"""
//! AMM Math Utilities
//!
//! Implements constant-product (x * y = k) swap math with the pool's fixed
//! 1% fee. Everything is integer arithmetic on 18-decimal amounts; every
//! division floors. Products of two amounts are taken in 512 bits.

use primitive_types::{U256, U512};

/// Fee numerator applied to the input amount (1% fee => 990 / 1000)
pub const FEE_NUMERATOR: u64 = 990;

/// Fee denominator
pub const FEE_DENOMINATOR: u64 = 1000;

/// Fee retained in the k check, in thousandths of the input amount
pub const K_CHECK_FEE: u64 = 10;

/// System fee, in thousandths (0.4%)
pub const SYSTEM_FEE_PER_MILLE: u64 = 4;

/// Basis-point denominator for slippage tolerances
pub const BPS_DENOMINATOR: u64 = 10_000;

/// Output of the constant-product formula with fee:
///
/// `amount_out = amount_in * 990 * reserve_out / (reserve_in * 1000 + amount_in * 990)`
///
/// Returns zero when both the input reserve and the input amount are zero.
pub fn get_amount_out(amount_in: U256, reserve_in: U256, reserve_out: U256) -> U256 {
    let amount_in_with_fee = amount_in.full_mul(U256::from(FEE_NUMERATOR));
    let numerator = amount_in_with_fee.saturating_mul(U512::from(reserve_out));
    let denominator = reserve_in.full_mul(U256::from(FEE_DENOMINATOR)) + amount_in_with_fee;

    if denominator.is_zero() {
        return U256::zero();
    }

    // The quotient never exceeds reserve_out
    U256::try_from(numerator / denominator).unwrap_or(reserve_out)
}

/// Minimum acceptable output for a slippage tolerance in basis points
pub fn amount_out_min(expected_out: U256, slippage_bps: u16) -> U256 {
    let keep = BPS_DENOMINATOR.saturating_sub(slippage_bps as u64);
    expected_out * U256::from(keep) / U256::from(BPS_DENOMINATOR)
}

/// True if the post-trade reserves violate the invariant beyond the fee
/// tolerance:
///
/// `k_last * 1e6 > (balance_in * 1000 - amount_in * 10) * (balance_out * 1000)`
pub fn violates_k(k_last: U256, reserve_in: U256, reserve_out: U256, amount_in: U256, amount_out: U256) -> bool {
    let thousand = U256::from(FEE_DENOMINATOR);
    let balance_in = U512::from(reserve_in) + U512::from(amount_in);
    let balance_out = reserve_out.saturating_sub(amount_out);

    let balance_in_adjusted = balance_in * U512::from(FEE_DENOMINATOR) - amount_in.full_mul(U256::from(K_CHECK_FEE));
    let balance_out_adjusted = balance_out.full_mul(thousand);

    k_last.full_mul(thousand * thousand) > balance_in_adjusted.saturating_mul(balance_out_adjusted)
}

/// 0.4% of `amount`, floored
pub fn system_fee_of(amount: U256) -> U256 {
    amount * U256::from(SYSTEM_FEE_PER_MILLE) / U256::from(FEE_DENOMINATOR)
}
"""
* Task directions *
Show every line of the listing in which the string "thousandths" can be found.

* Solution to the problem *
/// Fee retained in the k check, in thousandths of the input amount
/// System fee, in thousandths (0.4%)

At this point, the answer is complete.